“I’ll prove how much I love you with this handstand.”–Records Under The Radar
Moonface is yet another brainchild of the prolific Spencer Krug. One half of indie stalwarts Wolf Parade, driving force behind Sunset Rubdown, and one third of Canadian “supergroup” Swan Lake, Krug has a seemingly endless creative well from which to draw. Dreamland EP: marimba and shit-drums, his first release under the Moonface moniker, adds yet another fascinating piece to his legacy.

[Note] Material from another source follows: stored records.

impl<'a> PlanningRun<'a> {
    fn new(strategy: Strategy, window: TimeSlot, available: i64, pins: HashMap<TaskId, TimeOfDay>) -> Self {
        Self {
            strategy,
            window,
            remaining: available,
            pins,
            placed: Vec::new(),
            rejected: Vec::new(),
            events: Vec::new(),
        }
    }

    /// Greedy placement of one task in processing order
    fn admit(&mut self, candidate: Candidate<'a>) {
        let task = candidate.task;
        debug!(task = %task.description, order = candidate.order, "PlanningRun::admit: called");

        if i64::from(task.duration) > self.remaining {
            debug!(task = %task.description, remaining = self.remaining, "PlanningRun::admit: over budget");
            self.reject(candidate, UnscheduledReason::InsufficientRemainingTime);
            return;
        }

        if task.is_flexible {
            match self.find_open_slot(&candidate, None) {
                Some((slot, rule)) => self.place(candidate, slot, rule),
                None => {
                    debug!(task = %task.description, "PlanningRun::admit: no open window");
                    self.reject(candidate, UnscheduledReason::InsufficientRemainingTime);
                }
            }
            return;
        }

        match self.fixed_slot(task) {
            Some((slot, rule)) => self.place(candidate, slot, rule),
            None => {
                debug!(task = %task.description, "PlanningRun::admit: fixed slot outside the day window");
                self.reject(candidate, UnscheduledReason::NoFitInflexibleConflict);
            }
        }
    }

    /// Slot of an inflexible task: its pin if that still fits the window,
    /// otherwise its preferred time
    fn fixed_slot(&self, task: &Task) -> Option<(TimeSlot, PlacementRule)> {
        let preferred = task.preferred_time?;
        if let Some(&pinned) = self.pins.get(&task.id)
            && pinned != preferred
            && let Some(slot) = TimeSlot::starting_at(pinned, task.duration)
            && self.window.contains(&slot)
        {
            return Some((slot, PlacementRule::PinnedFromPreviousRun));
        }
        TimeSlot::starting_at(preferred, task.duration)
            .filter(|slot| self.window.contains(slot))
            .map(|slot| (slot, PlacementRule::FixedPreferredTime))
    }

    /// Earliest (or nearest-to-preferred) open window for a flexible task,
    /// ignoring the placement at `skip`
    fn find_open_slot(&self, candidate: &Candidate<'a>, skip: Option<usize>) -> Option<(TimeSlot, PlacementRule)> {
        let task = candidate.task;
        let duration = task.duration;
        let busy = self
            .placed
            .iter()
            .enumerate()
            .filter(|(i, _)| Some(*i) != skip)
            .map(|(_, p)| p.slot)
            .collect();
        let gaps: Vec<TimeSlot> = open_windows(self.window, busy)
            .into_iter()
            .filter(|gap| gap.duration() >= duration)
            .collect();

        if let Some(preferred) = task.preferred_time {
            return gaps
                .iter()
                .filter_map(|gap| {
                    let latest = gap.end.minutes() - duration;
                    let start = TimeOfDay::from_minutes(preferred.minutes().clamp(gap.start.minutes(), latest));
                    TimeSlot::starting_at(start, duration)
                })
                .min_by_key(|slot| (slot.start.distance(preferred), slot.start))
                .map(|slot| (slot, PlacementRule::NearPreferredTime));
        }

        if self.strategy == Strategy::TimeBlockOptimized
            && let Some(cursor) = self.block_cursor(&task.category, skip)
        {
            let after_block = gaps.iter().find_map(|gap| {
                let start = gap.start.max(cursor);
                TimeSlot::starting_at(start, duration).filter(|slot| gap.contains(slot))
            });
            if let Some(slot) = after_block {
                return Some((slot, PlacementRule::CategoryBlock));
            }
        }

        gaps.first()
            .and_then(|gap| TimeSlot::starting_at(gap.start, duration))
            .map(|slot| (slot, PlacementRule::EarliestOpenSlot))
    }

    /// End of the most recent placement in the same category
    fn block_cursor(&self, category: &str, skip: Option<usize>) -> Option<TimeOfDay> {
        self.placed
            .iter()
            .enumerate()
            .rev()
            .find(|(i, p)| Some(*i) != skip && p.candidate.task.category == category)
            .map(|(_, p)| p.slot.end)
    }

    fn place(&mut self, candidate: Candidate<'a>, slot: TimeSlot, rule: PlacementRule) {
        debug!(task = %candidate.task.description, %slot, ?rule, "PlanningRun::place: called");
        self.remaining -= i64::from(candidate.task.duration);
        self.placed.push(Placement { candidate, slot, rule });
    }

    fn reject(&mut self, candidate: Candidate<'a>, reason: UnscheduledReason) {
        debug!(task = %candidate.task.description, %reason, "PlanningRun::reject: called");
        self.rejected.push((candidate, reason));
    }

    /// Admit again, in processing order, every task rejected for lack of
    /// time or space. Returns whether any of them got placed.
    fn readmit_turned_away(&mut self) -> bool {
        let (mut retry, kept): (Vec<_>, Vec<_>) = std::mem::take(&mut self.rejected)
            .into_iter()
            .partition(|(_, reason)| *reason == UnscheduledReason::InsufficientRemainingTime);
        self.rejected = kept;
        if retry.is_empty() {
            return false;
        }
        retry.sort_by_key(|(candidate, _)| candidate.order);
        debug!(count = retry.len(), remaining = self.remaining, "PlanningRun::readmit_turned_away: called");

        let before = self.placed.len();
        for (candidate, _) in retry {
            self.admit(candidate);
        }
        self.placed.len() > before
    }

    /// Remove a placement, refunding its minutes
    fn unplace(&mut self, index: usize) -> Placement<'a> {
        let placement = self.placed.remove(index);
        self.remaining += i64::from(placement.candidate.task.duration);
        placement
    }

    fn position(&self, task_id: &TaskId) -> Option<usize> {
        self.placed.iter().position(|p| &p.candidate.task.id == task_id)
    }

    /// Repeatedly detect conflicts and fix the first resolvable one.
    ///
    /// Every step either removes a placement, moves a flexible task into a
    /// window that overlaps nothing, or un-pins a task (at most once each),
    /// so the loop terminates.
    fn resolve_conflicts(&mut self) {
        debug!(placed = self.placed.len(), "PlanningRun::resolve_conflicts: called");
        loop {
            let slots: HashMap<&TaskId, TimeSlot> =
                self.placed.iter().map(|p| (&p.candidate.task.id, p.slot)).collect();
            let report = detect_conflicts(self.placed.iter().map(|p| p.candidate.task), |task| {
                slots.get(&task.id).copied()
            });
            let Some((conflict, resolution)) = report
                .iter()
                .find_map(|conflict| self.resolution_for(conflict).map(|r| (conflict.clone(), r)))
            else {
                debug!("PlanningRun::resolve_conflicts: no resolvable conflicts left");
                break;
            };
            self.apply(&conflict, resolution);
        }
    }

    fn resolution_for(&self, conflict: &Conflict) -> Option<Resolution> {
        let a = self.position(&conflict.first.task_id)?;
        let b = self.position(&conflict.second.task_id)?;
        let (pa, pb) = (&self.placed[a], &self.placed[b]);

        match (pa.candidate.task.is_flexible, pb.candidate.task.is_flexible) {
            (false, false) => {
                let same_pet = conflict.first.pet.is_some() && conflict.first.pet == conflict.second.pet;
                if !same_pet {
                    return None;
                }
                let (winner, loser) = match pa.candidate.task.priority.cmp(&pb.candidate.task.priority) {
                    Ordering::Greater => (a, b),
                    Ordering::Less => (b, a),
                    Ordering::Equal if pa.candidate.order > pb.candidate.order => (b, a),
                    Ordering::Equal => (a, b),
                };
                // A stale pin on either side is released before anything is dropped
                [winner, loser]
                    .into_iter()
                    .find(|&i| self.placed[i].rule == PlacementRule::PinnedFromPreviousRun)
                    .map(Resolution::Unpin)
                    .or(Some(Resolution::Drop(loser)))
            }
            (true, false) => Some(Resolution::Shift(a)),
            (false, true) => Some(Resolution::Shift(b)),
            (true, true) => Some(Resolution::Shift(if pa.candidate.order > pb.candidate.order {
                a
            } else {
                b
            })),
        }
    }

    fn apply(&mut self, conflict: &Conflict, resolution: Resolution) {
        let (first, second, overlap) = (&conflict.first.description, &conflict.second.description, conflict.overlap);
        match resolution {
            Resolution::Drop(index) => {
                let placement = self.unplace(index);
                debug!(task = %placement.candidate.task.description, "PlanningRun::apply: dropping lower-priority fixed task");
                self.events.push(format!(
                    "Conflict: '{}' and '{}' overlap at {}; '{}' yields to the higher-priority fixed task",
                    first, second, overlap, placement.candidate.task.description
                ));
                self.reject(
                    placement.candidate,
                    UnscheduledReason::ConflictWithHigherPriorityFixedTask,
                );
            }
            Resolution::Unpin(index) => {
                let task = self.placed[index].candidate.task;
                self.pins.remove(&task.id);
                debug!(task = %task.description, "PlanningRun::apply: un-pinning fixed task");
                match self.fixed_slot(task) {
                    Some((slot, rule)) => {
                        self.events.push(format!(
                            "Conflict: '{}' and '{}' overlap at {}; '{}' returns to its preferred time {}",
                            first, second, overlap, task.description, slot.start
                        ));
                        self.placed[index].slot = slot;
                        self.placed[index].rule = rule;
                    }
                    None => {
                        let placement = self.unplace(index);
                        self.reject(placement.candidate, UnscheduledReason::NoFitInflexibleConflict);
                    }
                }
            }
            Resolution::Shift(index) => {
                let candidate = self.placed[index].candidate;
                match self.find_open_slot(&candidate, Some(index)) {
                    Some((slot, _)) => {
                        debug!(task = %candidate.task.description, %slot, "PlanningRun::apply: shifting flexible task");
                        self.events.push(format!(
                            "Conflict: '{}' and '{}' overlap at {}; '{}' moves to {}",
                            first, second, overlap, candidate.task.description, slot
                        ));
                        self.placed[index].slot = slot;
                        self.placed[index].rule = PlacementRule::ShiftedAfterConflict;
                    }
                    None => {
                        debug!(task = %candidate.task.description, "PlanningRun::apply: no window left for flexible task");
                        self.events.push(format!(
                            "Conflict: '{}' and '{}' overlap at {}; no open window left for '{}'",
                            first, second, overlap, candidate.task.description
                        ));
                        let placement = self.unplace(index);
                        self.reject(placement.candidate, UnscheduledReason::InsufficientRemainingTime);
                    }
                }
            }
        }
    }

    /// Sort placements into the plan and render the trace
    fn finish(mut self, date: NaiveDate, trace: &mut Vec<String>) -> ScheduleOutcome {
        self.placed.sort_by(|a, b| {
            a.slot
                .start
                .cmp(&b.slot.start)
                .then_with(|| a.candidate.pet_name.cmp(b.candidate.pet_name))
                .then_with(|| a.candidate.task.description.cmp(&b.candidate.task.description))
                .then_with(|| a.candidate.order.cmp(&b.candidate.order))
        });
        self.rejected.sort_by_key(|(candidate, _)| candidate.order);

        trace.append(&mut self.events);

        let mut per_category: BTreeMap<&str, u32> = BTreeMap::new();
        for placement in &self.placed {
            let task = placement.candidate.task;
            *per_category.entry(task.category.as_str()).or_default() += task.duration;
            trace.push(format!(
                "{} {}: {} (priority {}, {}m) - {}",
                placement.slot,
                placement.candidate.pet_name,
                task.description,
                task.priority,
                task.duration,
                placement.rule.describe()
            ));
        }
        for (candidate, reason) in &self.rejected {
            trace.push(format!(
                "unscheduled {}: {} (priority {}, {}m) - {}",
                candidate.pet_name, candidate.task.description, candidate.task.priority, candidate.task.duration, reason
            ));
        }
        if !per_category.is_empty() {
            let summary: Vec<String> = per_category.iter().map(|(c, m)| format!("{} {}m", c, m)).collect();
            trace.push(format!("Time by category: {}", summary.join(", ")));
        }

        let entries = self
            .placed
            .into_iter()
            .map(|p| PlanEntry {
                slot: p.slot,
                task: p.candidate.task.clone(),
                pet_name: p.candidate.pet_name.to_string(),
                rule: p.rule,
            })
            .collect();
        let unscheduled = self
            .rejected
            .into_iter()
            .map(|(candidate, reason)| Unscheduled {
                task: candidate.task.clone(),
                pet_name: candidate.pet_name.to_string(),
                reason,
            })
            .collect();

        ScheduleOutcome {
            plan: DailyPlan {
                date,
                strategy: self.strategy,
                entries,
            },
            unscheduled,
        }
    }
}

This cryptic project, quietly released through a dedicated website in January of 2010, is comprised of one sprawling, 20 minute track, consisting soley of Krug’s vocals and, yes, marimba and “shit-drums” (so-called because of their fidelity). Appropriately, the lyrics to the song are surreal and dreamlike, conjuring images of specters passing through walls and guitars made of glass.
The general narrative of Krug’s Dreamland is one in which he travels to a dark beach, alternately drawn to and menaced by the water:
I venture into a dreamland where the waves have come alive
& I watch them chase the people down the beach
But they are bound to the water
Like creatures on a leash
Krug (or his narrator) wanders through this mysterious terrain, transforming into a chameleon, then into a “moon-faced flower child.” Everything is black and cold, and this land’s inhabitants are “animals that scatter from the sun.”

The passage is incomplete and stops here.